Cheese made from raw milk has been the cause of some high-profile foodborne disease outbreaks. In November 2023, the UK national gastrointestinal infections surveillance identified an outbreak of STEC O145:H28 in England and Scotland. Overall, of the 36 reported cases, 65 % reported bloody diarrhoea, 58 % were hospitalized, and one developed Haemolytic Uremic Syndrome (HUS) and died. The source was detected through an unusual association with domestic travel. An investigation identified unpasteurised cheese produced by a Lancashire dairy. Two cattle faecal samples were positive for the outbreak strain. The product was recalled in December 2023. Clearer labelling of unpasteurised cheese to cite the risks posed to vulnerable groups was called for.

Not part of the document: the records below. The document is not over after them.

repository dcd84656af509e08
//! In-process stand-in for the identity, storage, table and OCR services.
//! Every request is recorded so tests can assert on what the client sent.

use std::collections::HashMap;
use std::sync::{Arc, Mutex};

use axum::body::Bytes;
use axum::extract::{Path, Query, State};
use axum::http::header::{AUTHORIZATION, CONTENT_TYPE};
use axum::http::{HeaderMap, StatusCode};
use axum::response::{IntoResponse, Response};
use axum::routing::{get, post};
use axum::{Json, Router};
use serde_json::{json, Value};

use gastoagil_client_core::{ClientConfig, GastoClient};

pub const USER_ID: &str = "user-1";
pub const EMAIL: &str = "ana@example.com";
pub const PASSWORD: &str = "secret";
pub const ACCESS_TOKEN: &str = "tok-1";
pub const REFRESH_TOKEN: &str = "ref-1";
pub const ANON_KEY: &str = "anon-key";

#[derive(Clone, Debug)]
pub struct Upload {
    pub path: String,
    pub content_type: Option<String>,
    pub upsert: Option<String>,
    pub size: usize,
}

#[derive(Default)]
struct Recorded {
    calls: Vec<String>,
    uploads: Vec<Upload>,
    sign_requests: Vec<(String, Value)>,
    ocr_requests: Vec<Value>,
    inserts: Vec<Value>,
    ocr_reply: Option<(u16, String)>,
}

#[derive(Clone, Default)]
pub struct MockServices {
    inner: Arc<Mutex<Recorded>>,
}

impl MockServices {
    fn record(&self, call: String) {
        self.inner.lock().unwrap().calls.push(call);
    }

    pub fn calls(&self) -> Vec<String> {
        self.inner.lock().unwrap().calls.clone()
    }

    pub fn uploads(&self) -> Vec<Upload> {
        self.inner.lock().unwrap().uploads.clone()
    }

    pub fn sign_requests(&self) -> Vec<(String, Value)> {
        self.inner.lock().unwrap().sign_requests.clone()
    }

    pub fn ocr_requests(&self) -> Vec<Value> {
        self.inner.lock().unwrap().ocr_requests.clone()
    }

    pub fn inserts(&self) -> Vec<Value> {
        self.inner.lock().unwrap().inserts.clone()
    }

    /// Status and raw body the OCR endpoint answers with from now on.
    pub fn set_ocr_reply(&self, status: u16, body: &str) {
        self.inner.lock().unwrap().ocr_reply = Some((status, body.to_string()));
    }

    fn ocr_reply(&self) -> (u16, String) {
        self.inner
            .lock()
            .unwrap()
            .ocr_reply
            .clone()
            .unwrap_or_else(|| (200, ocr_success_body().to_string()))
    }
}

pub fn ocr_success_body() -> Value {
    json!({
        "success": true,
        "boleta": {
            "id": 7,
            "nombre_archivo": "boleta.jpg",
            "text": "SUPERMERCADO LIDER\nTOTAL $12,990.00",
            "merchant": "SUPERMERCADO LIDER",
            "total_amount": 12990.0,
            "date": "2024-01-15",
            "confidence": 0.85,
            "fecha": "2024-01-15T10:00:00Z"
        }
    })
}

fn bearer(headers: &HeaderMap) -> Option<&str> {
    headers
        .get(AUTHORIZATION)?
        .to_str()
        .ok()?
        .strip_prefix("Bearer ")
}

fn authorized(headers: &HeaderMap) -> bool {
    bearer(headers) == Some(ACCESS_TOKEN)
}

fn token_body() -> Value {
    json!({
        "access_token": ACCESS_TOKEN,
        "refresh_token": REFRESH_TOKEN,
        "token_type": "bearer",
        "expires_in": 3600,
        "user": { "id": USER_ID, "email": EMAIL }
    })
}

async fn token(
    State(mock): State<MockServices>,
    Query(query): Query<HashMap<String, String>>,
    Json(body): Json<Value>,
) -> Response {
    let grant = query.get("grant_type").cloned().unwrap_or_default();
    mock.record(format!("POST /auth/v1/token?grant_type={}", grant));
    let ok = match grant.as_str() {
        "password" => body["email"] == EMAIL && body["password"] == PASSWORD,
        "refresh_token" => body["refresh_token"] == REFRESH_TOKEN,
        _ => false,
    };
    if ok {
        Json(token_body()).into_response()
    } else {
        (
            StatusCode::BAD_REQUEST,
            Json(json!({ "error": "invalid_grant", "error_description": "Invalid login credentials" })),
        )
            .into_response()
    }
}

async fn logout(State(mock): State<MockServices>) -> StatusCode {
    mock.record("POST /auth/v1/logout".to_string());
    StatusCode::NO_CONTENT
}

async fn user(State(mock): State<MockServices>, headers: HeaderMap) -> Response {
    mock.record("GET /auth/v1/user".to_string());
    if !authorized(&headers) {
        return (StatusCode::UNAUTHORIZED, Json(json!({ "msg": "invalid JWT" }))).into_response();
    }
    Json(json!({ "id": USER_ID, "email": EMAIL })).into_response()
}

async fn storage(
    State(mock): State<MockServices>,
    Path(rest): Path<String>,
    headers: HeaderMap,
    body: Bytes,
) -> Response {
    let rest = rest.trim_start_matches('/').to_string();
    mock.record(format!("POST /storage/v1/{}", rest));
    if !authorized(&headers) {
        return (
            StatusCode::BAD_REQUEST,
            Json(json!({ "statusCode": "403", "error": "Unauthorized", "message": "invalid signature" })),
        )
            .into_response();
    }
    if let Some(path) = rest.strip_prefix("object/sign/receipts/") {
        let request: Value = serde_json::from_slice(&body).unwrap_or(Value::Null);
        mock.inner
            .lock()
            .unwrap()
            .sign_requests
            .push((path.to_string(), request));
        return Json(json!({ "signedURL": format!("/object/sign/receipts/{}?token=signed", path) }))
            .into_response();
    }
    if let Some(path) = rest.strip_prefix("object/receipts/") {
        let header = |name: &str| headers.get(name).and_then(|v| v.to_str().ok()).map(String::from);
        mock.inner.lock().unwrap().uploads.push(Upload {
            path: path.to_string(),
            content_type: header(CONTENT_TYPE.as_str()),
            upsert: header("x-upsert"),
            size: body.len(),
        });
        return Json(json!({ "Key": format!("receipts/{}", path) })).into_response();
    }
    StatusCode::NOT_FOUND.into_response()
}

async fn insert_boletas(
    State(mock): State<MockServices>,
    headers: HeaderMap,
    Json(rows): Json<Vec<Value>>,
) -> Response {
    mock.record("POST /rest/v1/boletas".to_string());
    if !authorized(&headers) {
        return (StatusCode::UNAUTHORIZED, Json(json!({ "message": "JWT expired" }))).into_response();
    }
    let wants_rows = headers
        .get("prefer")
        .and_then(|v| v.to_str().ok())
        .is_some_and(|v| v.contains("return=representation"));
    let mut stored = Vec::new();
    for (i, row) in rows.into_iter().enumerate() {
        mock.inner.lock().unwrap().inserts.push(row.clone());
        let mut row = row;
        row["id"] = json!(100 + i as i64);
        row["fecha"] = json!("2024-01-15T10:00:00Z");
        stored.push(row);
    }
    if !wants_rows {
        return StatusCode::CREATED.into_response();
    }
    (StatusCode::CREATED, Json(Value::Array(stored))).into_response()
}

async fn ocr_from_storage(State(mock): State<MockServices>, headers: HeaderMap, Json(body): Json<Value>) -> Response {
    mock.record("POST /ocr/from-storage".to_string());
    if !authorized(&headers) {
        return (StatusCode::UNAUTHORIZED, Json(json!({ "detail": "Invalid or expired token" }))).into_response();
    }
    mock.inner.lock().unwrap().ocr_requests.push(body);
    let (status, body) = mock.ocr_reply();
    (
        StatusCode::from_u16(status).unwrap(),
        [(CONTENT_TYPE, "application/json")],
        body,
    )
        .into_response()
}

async fn list_boletas(
    State(mock): State<MockServices>,
    headers: HeaderMap,
    Query(query): Query<HashMap<String, String>>,
) -> Response {
    let page: i64 = query.get("page").and_then(|p| p.parse().ok()).unwrap_or(1);
    let limit: i64 = query.get("limit").and_then(|l| l.parse().ok()).unwrap_or(20);
    mock.record(format!("GET /boletas?page={}&limit={}", page, limit));
    if !authorized(&headers) {
        return (StatusCode::UNAUTHORIZED, Json(json!({ "detail": "Invalid or expired token" }))).into_response();
    }
    Json(json!({
        "items": [ocr_success_body()["boleta"].clone()],
        "total": 11,
        "page": page,
        "limit": limit,
        "pages": (11 + limit - 1) / limit
    }))
    .into_response()
}

async fn stats(State(mock): State<MockServices>, headers: HeaderMap) -> Response {
    mock.record("GET /boletas/stats".to_string());
    if !authorized(&headers) {
        return (StatusCode::UNAUTHORIZED, Json(json!({ "detail": "Invalid or expired token" }))).into_response();
    }
    Json(json!({ "total_boletas": 3, "total_amount": 45000.5, "avg_confidence": 0.85 })).into_response()
}

/// Start the mock on an ephemeral port; returns it and its base URL.
pub async fn spawn() -> (MockServices, String) {
    let mock = MockServices::default();
    let app = Router::new()
        .route("/auth/v1/token", post(token))
        .route("/auth/v1/logout", post(logout))
        .route("/auth/v1/user", get(user))
        .route("/storage/v1/*rest", post(storage))
        .route("/rest/v1/boletas", post(insert_boletas))
        .route("/ocr/from-storage", post(ocr_from_storage))
        .route("/boletas", get(list_boletas))
        .route("/boletas/stats", get(stats))
        .with_state(mock.clone());
    let listener = tokio::net::TcpListener::bind("127.0.0.1:0").await.unwrap();
    let addr = listener.local_addr().unwrap();
    tokio::spawn(async move {
        axum::serve(listener, app).await.unwrap();
    });
    (mock, format!("http://{}", addr))
}

/// Client pointed at the mock for both the hosted services and the OCR API.
pub fn client_for(base_url: &str) -> GastoClient {
    GastoClient::new(ClientConfig::new(base_url, ANON_KEY, base_url)).unwrap()
}

pub async fn signed_in_client(base_url: &str) -> GastoClient {
    let client = client_for(base_url);
    client.sign_in_with_password(EMAIL, PASSWORD).await.unwrap();
    client
}
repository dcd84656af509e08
pub mod date;
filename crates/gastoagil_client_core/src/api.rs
//! HTTP calls to the receipts API (OCR, listing, stats).

use crate::models::{BoletaListResponse, BoletaStats, OcrResponse};
use crate::GastoClient;

/// Server `detail` if present, else a generic status message.
pub(crate) fn server_error(status: reqwest::StatusCode, text: &str) -> String {
    serde_json::from_str::<serde_json::Value>(text)
        .ok()
        .and_then(|v| v.get("detail").and_then(|d| d.as_str()).map(String::from))
        .unwrap_or_else(|| format!("Error del servidor: {}", status.as_u16()))
}

impl GastoClient {
    /// POST /ocr/from-storage { signedUrl, nombre_archivo }
    pub(crate) async fn request_ocr(
        &self,
        token: &str,
        signed_url: &str,
        nombre_archivo: &str,
    ) -> Result<OcrResponse, String> {
        let url = format!("{}/ocr/from-storage", self.config.api_url);
        let body = serde_json::json!({ "signedUrl": signed_url, "nombre_archivo": nombre_archivo });
        let resp = self
            .http
            .post(&url)
            .bearer_auth(token)
            .json(&body)
            .send()
            .await
            .map_err(|e| e.to_string())?;
        let status = resp.status();
        let text = resp.text().await.map_err(|e| e.to_string())?;
        if !status.is_success() {
            return Err(server_error(status, &text));
        }
        serde_json::from_str(&text).map_err(|e| format!("Respuesta OCR inválida: {}", e))
    }

    /// GET /boletas?page=&limit=
    pub async fn get_boletas(&self, page: u32, limit: u32) -> Result<BoletaListResponse, String> {
        let token = self.access_token().await?;
        let url = format!("{}/boletas", self.config.api_url);
        let resp = self
            .http
            .get(&url)
            .query(&[("page", page), ("limit", limit)])
            .bearer_auth(&token)
            .send()
            .await
            .map_err(|e| e.to_string())?;
        let status = resp.status();
        let text = resp.text().await.map_err(|e| e.to_string())?;
        if !status.is_success() {
            return Err(format!("Error del servidor: {}", status.as_u16()));
        }
        serde_json::from_str(&text).map_err(|e| e.to_string())
    }

    /// GET /boletas/stats
    pub async fn get_boletas_stats(&self) -> Result<BoletaStats, String> {
        let token = self.access_token().await?;
        let url = format!("{}/boletas/stats", self.config.api_url);
        let resp = self
            .http
            .get(&url)
            .bearer_auth(&token)
            .send()
            .await
            .map_err(|e| e.to_string())?;
        let status = resp.status();
        let text = resp.text().await.map_err(|e| e.to_string())?;
        if !status.is_success() {
            return Err(format!("Error del servidor: {}", status.as_u16()));
        }
        serde_json::from_str(&text).map_err(|e| e.to_string())
    }
}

In France, STEC O26 paediatric haemolytic uraemic syndrome (HUS) cases were associated with soft raw cow’s milk cheeses between March-May 2019. This was the third such raw milk cheese outbreak in France in 2019. It had 18 confirmed cases, one possible, 17 with HUS and eight with neurological complications. Notably, the median case age was 22 months highlighting the need for increased awareness of the risk of consuming raw milk cheese for certain populations, notably young children.

Harder cheeses such as Parmigiano-Reggiano are safer to eat, despite the use of raw milk, because the combination of acid, salt and low levels of moisture creates a stressful environment for bacteria to survive. These cheeses are often aged for several months resulting in die-off of potential pathogens. But softer, high-moisture raw milk cheeses often have lower acidity, providing conditions for foodborne pathogens to survive or even grow. Some hard cheeses with a shorter maturity stage, which are made from raw milk have been associated with foodborne illness, e.g. a cheddar in 2024 in the USA.

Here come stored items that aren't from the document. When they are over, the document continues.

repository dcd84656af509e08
// Mint a development access token accepted by the API.
// Usage: cargo run --bin issue_token -- <user_id> [--email a@b.cl] [--ttl 3600]

use clap::Parser;
use std::env;

use gastoagil_api::middleware::issue_token;

#[derive(Parser)]
#[command(about = "Issue an HS256 access token signed with SUPABASE_JWT_SECRET")]
struct Args {
    /// Subject (user id) to embed in the token
    user_id: String,
    #[arg(long)]
    email: Option<String>,
    /// Lifetime in seconds
    #[arg(long, default_value_t = 3600)]
    ttl: i64,
}

fn main() -> anyhow::Result<()> {
    let args = Args::parse();

    dotenv::dotenv().ok();
    let secret = env::var("SUPABASE_JWT_SECRET")
        .map_err(|_| anyhow::anyhow!("SUPABASE_JWT_SECRET environment variable is not set"))?;

    if args.ttl <= 0 {
        anyhow::bail!("--ttl must be positive");
    }

    let token = issue_token(&args.user_id, args.email.as_deref(), &secret, args.ttl)?;
    println!("{}", token);
    Ok(())
}
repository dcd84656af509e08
use sqlx::postgres::PgPoolOptions;
use sqlx::PgPool;
use std::sync::Arc;
use std::time::Duration;

pub mod boletas;

pub use boletas::{BoletaStore, PgBoletaStore};

pub type DatabasePool = Arc<PgPool>;

pub async fn create_pool(database_url: &str) -> anyhow::Result<PgPool> {
    // TLS is negotiated by sqlx from the URL (sslmode=require for hosted databases).
    let pool = PgPoolOptions::new()
        .max_connections(15)
        .min_connections(1)
        .idle_timeout(Duration::from_secs(300))
        .test_before_acquire(true)
        .connect(database_url)
        .await?;

    if database_url.contains("sslmode=require") || database_url.contains("sslmode=prefer") {
        tracing::info!("Database connection configured to use TLS");
    } else if !database_url.contains("localhost") && !database_url.contains("127.0.0.1") {
        tracing::warn!("Connecting to remote database without explicit sslmode. Consider adding sslmode=require");
    }

    Ok(pool)
}

pub async fn new_pool(database_url: &str) -> anyhow::Result<DatabasePool> {
    let pool = create_pool(database_url).await?;
    sqlx::migrate!("./migrations").run(&pool).await?;
    Ok(Arc::new(pool))
}
pub mod ingest;
pub mod ocr_engine;
pub mod receipt_parser;

pub use ingest::{fetch_signed_object, ingest_receipt, FetchError, IngestError};
pub use ocr_engine::{OcrEngine, OcrError, TesseractEngine};
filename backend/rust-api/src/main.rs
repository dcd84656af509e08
use std::sync::Arc;
use tokio::signal;
use tracing::{error, info, warn};

use gastoagil_api::database::{self, PgBoletaStore};
use gastoagil_api::services::TesseractEngine;
use gastoagil_api::{build_router, AppState, Config};

#[tokio::main]
async fn main() -> anyhow::Result<()> {
    dotenv::dotenv().ok();

    let default_filter = match std::env::var("LOG_LEVEL") {
        Ok(level) => format!("gastoagil_api={},tower_http={}", level.to_lowercase(), level.to_lowercase()),
        Err(_) => "gastoagil_api=debug,tower_http=debug".to_string(),
    };
    tracing_subscriber::fmt()
        .with_env_filter(
            tracing_subscriber::EnvFilter::try_from_default_env()
                .unwrap_or_else(|_| default_filter.into()),
        )
        .init();

    info!("Starting GastoÁgil API server...");

    let config = Arc::new(Config::from_env()?);
    info!("Configuration loaded");
    if config.storage_url.is_none() {
        warn!("STORAGE_URL/SUPABASE_URL not set: /ocr/from-storage will fetch any signed URL");
    }

    let db_pool = database::new_pool(&config.database_url).await?;
    info!("Database connection pool created and migrations applied");

    let state = AppState {
        store: Arc::new(PgBoletaStore::new(db_pool)),
        ocr: Arc::new(TesseractEngine::new(&config.tesseract_cmd, &config.ocr_lang)),
        http_client: reqwest::Client::builder()
            .timeout(std::time::Duration::from_secs(30))
            .build()?,
        config: config.clone(),
    };

    let app = build_router(state);

    let addr = config.bind_addr();
    let listener = tokio::net::TcpListener::bind(&addr).await?;
    info!("Server listening on http://{}", addr);

    tokio::select! {
        result = axum::serve(listener, app) => {
            if let Err(e) = result {
                error!("Server error: {}", e);
            }
        }
        _ = shutdown_signal() => {
            info!("Shutting down gracefully...");
        }
    }

    Ok(())
}

async fn shutdown_signal() {
    let ctrl_c = async {
        if let Err(e) = signal::ctrl_c().await {
            error!("failed to install Ctrl+C handler: {}", e);
            std::future::pending::<()>().await;
        }
    };

    #[cfg(unix)]
    let terminate = async {
        match signal::unix::signal(signal::unix::SignalKind::terminate()) {
            Ok(mut sig) => {
                sig.recv().await;
            }
            Err(e) => {
                error!("failed to install signal handler: {}", e);
                std::future::pending::<()>().await;
            }
        }
    };

    #[cfg(not(unix))]
    let terminate = std::future::pending::<()>();

    tokio::select! {
        _ = ctrl_c => {},
        _ = terminate => {},
    }

    tracing::info!("Shutdown signal received");
}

In an interesting zoonotic twist to the view from RFK Jr., questions have been raised about the potential risk of bird flu infection in humans who drink RDM from bird flu-infected cows, while his favoured RDM brand faced voluntary recalls after several batches of RDM tested positive for H5N1 (the causative agent of bird flu). Pasteurisation has been shown to inactivate the virus in milk, and the Centres for Disease Control (CDC) continues to support pasteurisation for consumption of milk and dairy products.

Conclusion

For regulators, RDM remains an inherently risky product that poses particular dangers to specific groups of people: namely children, pregnant women, older people, those who are unwell or have chronic illness. Gold-standard evidence supporting nutritional claims is scarce but an understanding of which RDM components that may help reduce allergies are emerging. The potential for an even more beneficial product that is safe, may be a combined treatment that maintain properties of favourable components and removes harmful pathogens.

This article is written from the perspective of microbiologists with long-standing experience in food production systems and food science.